[ACTION ITEM] Give the number of lines in these entries that contain the string "Just", with no further comment.

'''

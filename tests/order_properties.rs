//! Property tests: reordering and duplication never break group contiguity
//! or frame adjacency

use proptest::prelude::*;
use proptest::sample::Index;

use layer_stack::selection::resolve_groups_for_selection;
use layer_stack::{
    duplicate_selection, move_all_left, move_all_right, move_one_left, move_one_right,
    validate_order, BoundLayer, EngineConfig, GroupId, Layer, LayerId, SelectionState, SequentialIds,
};

/// One building block of a generated document
#[derive(Debug, Clone, Copy)]
enum Slot {
    Free,
    Deleted,
    /// A group of 2 or 3 layers; with 3 the first two form an inner group
    Group(usize),
    /// A box with bound text right above it
    Captioned,
    /// A frame with that many members, grouped together when there are two
    /// or more
    Frame(usize),
}

fn slot() -> impl Strategy<Value = Slot> {
    prop_oneof![
        Just(Slot::Free),
        Just(Slot::Deleted),
        (2usize..4).prop_map(Slot::Group),
        Just(Slot::Captioned),
        (0usize..4).prop_map(Slot::Frame),
    ]
}

fn rect(id: String) -> Layer {
    Layer::rectangle(LayerId::new(id), 0.0, 0.0, 10.0, 10.0)
}

/// Layers in document order plus every group id they use
fn build_layers(slots: &[Slot]) -> (Vec<Layer>, Vec<GroupId>) {
    let mut layers = Vec::new();
    let mut groups = Vec::new();
    for (i, slot) in slots.iter().enumerate() {
        match *slot {
            Slot::Free => layers.push(rect(format!("r{i}"))),
            Slot::Deleted => layers.push(rect(format!("d{i}")).deleted()),
            Slot::Group(size) => {
                let outer = GroupId::new(format!("g{i}"));
                let inner = GroupId::new(format!("g{i}in"));
                for j in 0..size {
                    let chain = if size == 3 && j < 2 {
                        vec![inner.clone(), outer.clone()]
                    } else {
                        vec![outer.clone()]
                    };
                    layers.push(rect(format!("g{i}m{j}")).with_groups(chain));
                }
                if size == 3 {
                    groups.push(inner);
                }
                groups.push(outer);
            }
            Slot::Captioned => {
                let text = LayerId::new(format!("t{i}"));
                let container = LayerId::new(format!("b{i}"));
                layers.push(rect(format!("b{i}")).with_bound(BoundLayer::text(text.clone())));
                layers.push(Layer::bound_text(text, container));
            }
            Slot::Frame(members) => {
                let frame_id = LayerId::new(format!("f{i}"));
                let group = GroupId::new(format!("fg{i}"));
                for j in 0..members {
                    let mut member = rect(format!("f{i}m{j}")).in_frame(frame_id.clone());
                    if members >= 2 {
                        member = member.with_groups([group.clone()]);
                    }
                    layers.push(member);
                }
                if members >= 2 {
                    groups.push(group);
                }
                layers.push(Layer::frame(frame_id, 0.0, 0.0, 100.0, 100.0));
            }
        }
    }
    (layers, groups)
}

/// A selection the editor could produce: picked layers stay inside the
/// edited group, and groups are resolved the way a click would resolve them
fn select(layers: &[Layer], mask: &[bool], editing: Option<GroupId>) -> SelectionState {
    let picked = layers
        .iter()
        .zip(mask.iter().cycle())
        .filter(|(layer, selected)| **selected && editing.as_ref().map_or(true, |g| layer.in_group(g)))
        .map(|(layer, _)| layer.id.clone());
    let mut state = SelectionState::with_layers(picked);
    if let Some(group) = editing {
        state = state.with_editing_group(group);
    }
    resolve_groups_for_selection(&state, layers, &state)
}

fn pick_group(groups: &[GroupId], editing: Option<Index>) -> Option<GroupId> {
    editing
        .filter(|_| !groups.is_empty())
        .map(|index| index.get(groups).clone())
}

fn sorted_ids(layers: &[Layer]) -> Vec<String> {
    let mut ids: Vec<String> = layers.iter().map(|l| l.id.to_string()).collect();
    ids.sort();
    ids
}

proptest! {
    #[test]
    fn moves_keep_groups_and_frames_intact(
        slots in prop::collection::vec(slot(), 1..8),
        mask in prop::collection::vec(any::<bool>(), 1..16),
        editing in prop::option::of(any::<Index>()),
        op in 0usize..4,
    ) {
        let (layers, groups) = build_layers(&slots);
        prop_assert_eq!(validate_order(&layers), Ok(()));
        let state = select(&layers, &mask, pick_group(&groups, editing));

        let next = match op {
            0 => move_one_left(&layers, &state),
            1 => move_one_right(&layers, &state),
            2 => move_all_left(&layers, &state),
            _ => move_all_right(&layers, &state),
        };

        prop_assert_eq!(validate_order(&next), Ok(()));
        prop_assert_eq!(sorted_ids(&next), sorted_ids(&layers));
    }

    #[test]
    fn move_all_converges(
        slots in prop::collection::vec(slot(), 1..8),
        mask in prop::collection::vec(any::<bool>(), 1..16),
        editing in prop::option::of(any::<Index>()),
        to_front in any::<bool>(),
    ) {
        let (layers, groups) = build_layers(&slots);
        let state = select(&layers, &mask, pick_group(&groups, editing));
        let once = if to_front {
            move_all_right(&layers, &state).into_owned()
        } else {
            move_all_left(&layers, &state).into_owned()
        };
        let twice = if to_front {
            move_all_right(&once, &state)
        } else {
            move_all_left(&once, &state)
        };
        prop_assert_eq!(&twice[..], &once[..]);
    }

    #[test]
    fn duplication_keeps_groups_and_frames_intact(
        slots in prop::collection::vec(slot(), 1..8),
        mask in prop::collection::vec(any::<bool>(), 1..16),
        editing in prop::option::of(any::<Index>()),
    ) {
        let (layers, groups) = build_layers(&slots);
        let state = select(&layers, &mask, pick_group(&groups, editing));
        let mut ids = SequentialIds::new("copy");

        if let Some(edit) = duplicate_selection(&layers, &state, &EngineConfig::default(), &mut ids) {
            prop_assert_eq!(validate_order(&edit.layers), Ok(()));
            for layer in &layers {
                let copies = edit.layers.iter().filter(|l| l.id == layer.id).count();
                prop_assert_eq!(copies, 1);
            }
        }
    }
}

'''

[RESPONSE] 3